• [DATA SUPPLIED]
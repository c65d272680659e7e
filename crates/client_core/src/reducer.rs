use shared::domain::find_city;

use crate::{action::Action, state::AppState};

/// Computes the state that follows `state` once `action` is applied.
///
/// Depends on nothing but its arguments and leaves `state` untouched, so the
/// same pair always yields the same result.
pub fn reduce(state: &AppState, action: Action) -> AppState {
    let mut next = state.clone();

    match action {
        Action::SelectLocation(name) => {
            // Unknown names keep the current city.
            if let Some(city) = find_city(&name) {
                next.city = city;
            }
        }
        Action::LoadOffers(offers) => next.offers = offers,
        Action::SetOffersDataLoadingStatus(loading) => next.is_offers_data_loading = loading,
        Action::RequireAuthorization(status) => next.authorization_status = status,
        Action::SetUserData(user) => next.user_data = user,
        Action::SetOfferById(offer) => next.offer_data = offer,
        Action::SetNearby(offers) => next.nearby_data = offers,
        Action::SetReviews(reviews) => next.review_data = reviews,
        Action::PushReview(review) => next.review_data.push(review),
        Action::SetIsErrorOffer(is_error) => next.is_error_offer = is_error,
        Action::RedirectToRoute(_) => {}
        Action::SetReviewPending(pending) => next.is_review_pending = pending,
        Action::SetFavorites(offers) => next.favorites = offers,
        Action::SetFavoritesLoadingStatus(loading) => next.is_favorites_loading = loading,
        Action::UpdateFavorite(offer) => {
            let is_favorite = offer.is_favorite;
            next.offers
                .iter_mut()
                .chain(next.nearby_data.iter_mut())
                .filter(|item| item.id == offer.id)
                .for_each(|item| item.is_favorite = is_favorite);
            if let Some(detail) = next.offer_data.as_mut().filter(|detail| detail.id == offer.id) {
                detail.is_favorite = is_favorite;
            }

            next.favorites.retain(|item| item.id != offer.id);
            if is_favorite {
                next.favorites.push(offer);
            }
        }
    }

    next
}

#[cfg(test)]
#[path = "tests/reducer_tests.rs"]
mod tests;
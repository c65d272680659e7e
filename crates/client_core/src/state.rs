use shared::domain::{
    default_city, AuthorizationStatus, City, Offer, OfferExtended, Review, User,
};

#[derive(Debug, Clone, PartialEq)]
pub struct AppState {
    /// Always one of the known cities.
    pub city: City,
    pub offers: Vec<Offer>,
    pub is_offers_data_loading: bool,
    pub authorization_status: AuthorizationStatus,
    /// `Some` only while authorized.
    pub user_data: Option<User>,
    pub offer_data: Option<OfferExtended>,
    pub nearby_data: Vec<Offer>,
    pub review_data: Vec<Review>,
    pub is_error_offer: bool,
    pub is_review_pending: bool,
    pub favorites: Vec<Offer>,
    pub is_favorites_loading: bool,
}

impl AppState {
    pub fn with_city(city: City) -> Self {
        Self {
            city,
            offers: Vec::new(),
            is_offers_data_loading: false,
            authorization_status: AuthorizationStatus::Unknown,
            user_data: None,
            offer_data: None,
            nearby_data: Vec::new(),
            review_data: Vec::new(),
            is_error_offer: false,
            is_review_pending: false,
            favorites: Vec::new(),
            is_favorites_loading: false,
        }
    }
}

impl Default for AppState {
    fn default() -> Self {
        Self::with_city(default_city())
    }
}
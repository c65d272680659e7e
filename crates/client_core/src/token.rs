use std::{io::ErrorKind, path::PathBuf};

use tokio::{fs, sync::RwLock};
use tracing::debug;

use crate::error::Result;

/// Holds the session token sent with every request. When backed by a file the
/// token survives restarts, the way a browser keeps it in local storage.
pub struct TokenStore {
    path: Option<PathBuf>,
    token: RwLock<Option<String>>,
}

impl TokenStore {
    pub fn in_memory() -> Self {
        Self {
            path: None,
            token: RwLock::new(None),
        }
    }

    /// Opens a file-backed store, picking up a token saved by an earlier run.
    /// A missing file means no token.
    pub async fn open(path: impl Into<PathBuf>) -> Result<Self> {
        let path = path.into();
        let token = match fs::read_to_string(&path).await {
            Ok(raw) => Some(raw.trim().to_string()).filter(|token| !token.is_empty()),
            Err(err) if err.kind() == ErrorKind::NotFound => None,
            Err(err) => return Err(err.into()),
        };
        debug!(path = %path.display(), has_token = token.is_some(), "opened token store");

        Ok(Self {
            path: Some(path),
            token: RwLock::new(token),
        })
    }

    pub async fn token(&self) -> Option<String> {
        self.token.read().await.clone()
    }

    pub async fn save(&self, token: &str) -> Result<()> {
        if let Some(path) = &self.path {
            if let Some(parent) = path.parent().filter(|parent| !parent.as_os_str().is_empty()) {
                fs::create_dir_all(parent).await?;
            }
            fs::write(path, token).await?;
        }
        *self.token.write().await = Some(token.to_string());
        Ok(())
    }

    pub async fn drop_token(&self) -> Result<()> {
        *self.token.write().await = None;
        if let Some(path) = &self.path {
            match fs::remove_file(path).await {
                Ok(()) => {}
                Err(err) if err.kind() == ErrorKind::NotFound => {}
                Err(err) => return Err(err.into()),
            }
        }
        Ok(())
    }
}

#[cfg(test)]
#[path = "tests/token_tests.rs"]
mod tests;
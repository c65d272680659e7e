use shared::error::ApiException;
use thiserror::Error;

use crate::review_form::ReviewValidationError;

#[derive(Debug, Error)]
pub enum ClientError {
    #[error(transparent)]
    Api(#[from] ApiException),
    #[error("transport failure: {0}")]
    Transport(#[from] reqwest::Error),
    #[error("invalid review: {0}")]
    InvalidReview(#[from] ReviewValidationError),
    #[error("a review submission is already in flight")]
    SubmissionInFlight,
    #[error("authorization required")]
    Unauthorized,
    #[error("failed to persist auth token: {0}")]
    TokenStorage(#[from] std::io::Error),
    #[error("invalid api base url '{url}': {source}")]
    InvalidBaseUrl {
        url: String,
        source: url::ParseError,
    },
}

impl ClientError {
    /// HTTP status behind the failure, when there is one.
    pub fn status(&self) -> Option<u16> {
        match self {
            Self::Api(err) => Some(err.status),
            Self::Transport(err) => err.status().map(|status| status.as_u16()),
            Self::Unauthorized => Some(401),
            _ => None,
        }
    }
}

pub type Result<T> = std::result::Result<T, ClientError>;
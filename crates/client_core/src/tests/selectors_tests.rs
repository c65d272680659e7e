use super::*;
use crate::test_support::{sample_offer, sample_offer_extended, sample_review};

fn state_with_offers() -> AppState {
    let mut state = AppState::default();
    state.offers = vec![
        sample_offer("p1", "Paris", 200, 3.5),
        sample_offer("a1", "Amsterdam", 80, 4.9),
        sample_offer("p2", "Paris", 90, 4.7),
        sample_offer("p3", "Paris", 150, 4.0),
    ];
    state
}

fn ids<'a>(offers: &[&'a Offer]) -> Vec<&'a str> {
    offers.iter().map(|offer| offer.id.as_str()).collect()
}

#[test]
fn flags_project_state() {
    let mut state = AppState::default();
    assert!(!is_review_pending(&state));
    assert!(!is_offers_data_loading(&state));
    assert!(!is_error_offer(&state));
    assert_eq!(authorization_status(&state), AuthorizationStatus::Unknown);
    assert!(user_data(&state).is_none());

    state.is_review_pending = true;
    state.is_offers_data_loading = true;
    state.is_error_offer = true;
    state.is_favorites_loading = true;
    assert!(is_review_pending(&state));
    assert!(is_offers_data_loading(&state));
    assert!(is_error_offer(&state));
    assert!(is_favorites_loading(&state));
}

#[test]
fn offers_are_filtered_by_current_city() {
    let state = state_with_offers();
    assert_eq!(ids(&offers_in_city(&state)), ["p1", "p2", "p3"]);
}

#[test]
fn sort_options_order_city_offers() {
    let state = state_with_offers();
    assert_eq!(ids(&sorted_offers(&state, SortOption::Popular)), ["p1", "p2", "p3"]);
    assert_eq!(
        ids(&sorted_offers(&state, SortOption::PriceLowToHigh)),
        ["p2", "p3", "p1"]
    );
    assert_eq!(
        ids(&sorted_offers(&state, SortOption::PriceHighToLow)),
        ["p1", "p3", "p2"]
    );
    assert_eq!(ids(&sorted_offers(&state, SortOption::TopRated)), ["p2", "p3", "p1"]);
}

#[test]
fn nearby_is_capped() {
    let mut state = AppState::default();
    state.nearby_data = (0..5)
        .map(|i| sample_offer(&format!("n{i}"), "Paris", 100, 4.0))
        .collect();
    assert_eq!(nearby_for_page(&state).len(), NEARBY_OFFERS_LIMIT);

    state.nearby_data.truncate(1);
    assert_eq!(nearby_for_page(&state).len(), 1);
}

#[test]
fn reviews_are_newest_first_and_capped() {
    let mut state = AppState::default();
    state.review_data = (1..=12)
        .map(|day| sample_review(&format!("r{day}"), "1", day))
        .collect();

    let shown = reviews_for_display(&state);
    assert_eq!(shown.len(), MAX_REVIEWS_SHOWN);
    assert_eq!(shown[0].id.as_str(), "r12");
    assert_eq!(shown[9].id.as_str(), "r3");
    assert_eq!(review_count(&state), 12);
    // The stored order is untouched.
    assert_eq!(state.review_data[0].id.as_str(), "r1");
}

#[test]
fn favorites_grouped_by_city_name() {
    let mut state = AppState::default();
    state.favorites = vec![
        sample_offer("p1", "Paris", 100, 4.0),
        sample_offer("a1", "Amsterdam", 100, 4.0),
        sample_offer("p2", "Paris", 100, 4.0),
    ];

    let grouped = favorites_by_city(&state);
    let cities: Vec<&str> = grouped.keys().copied().collect();
    assert_eq!(cities, ["Amsterdam", "Paris"]);
    assert_eq!(ids(&grouped["Paris"]), ["p1", "p2"]);
}

#[test]
fn offer_page_view_follows_detail_and_error_flag() {
    let mut state = AppState::default();
    assert_eq!(offer_page(&state), OfferPageView::Loading);

    state.offer_data = Some(sample_offer_extended("1"));
    state.review_data = vec![sample_review("r1", "1", 1)];
    match offer_page(&state) {
        OfferPageView::Ready {
            offer,
            review_count,
            ..
        } => {
            assert_eq!(offer.id.as_str(), "1");
            assert_eq!(review_count, 1);
        }
        other => panic!("expected ready page, got {other:?}"),
    }

    state.is_error_offer = true;
    state.offer_data = None;
    assert_eq!(offer_page(&state), OfferPageView::NotFound);
}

• [ABOUT THIS TASK] The string "item" may appear on lines of the data above; give the number of those lines and nothing more.

• [RESULT OF THIS EXERCISE] 3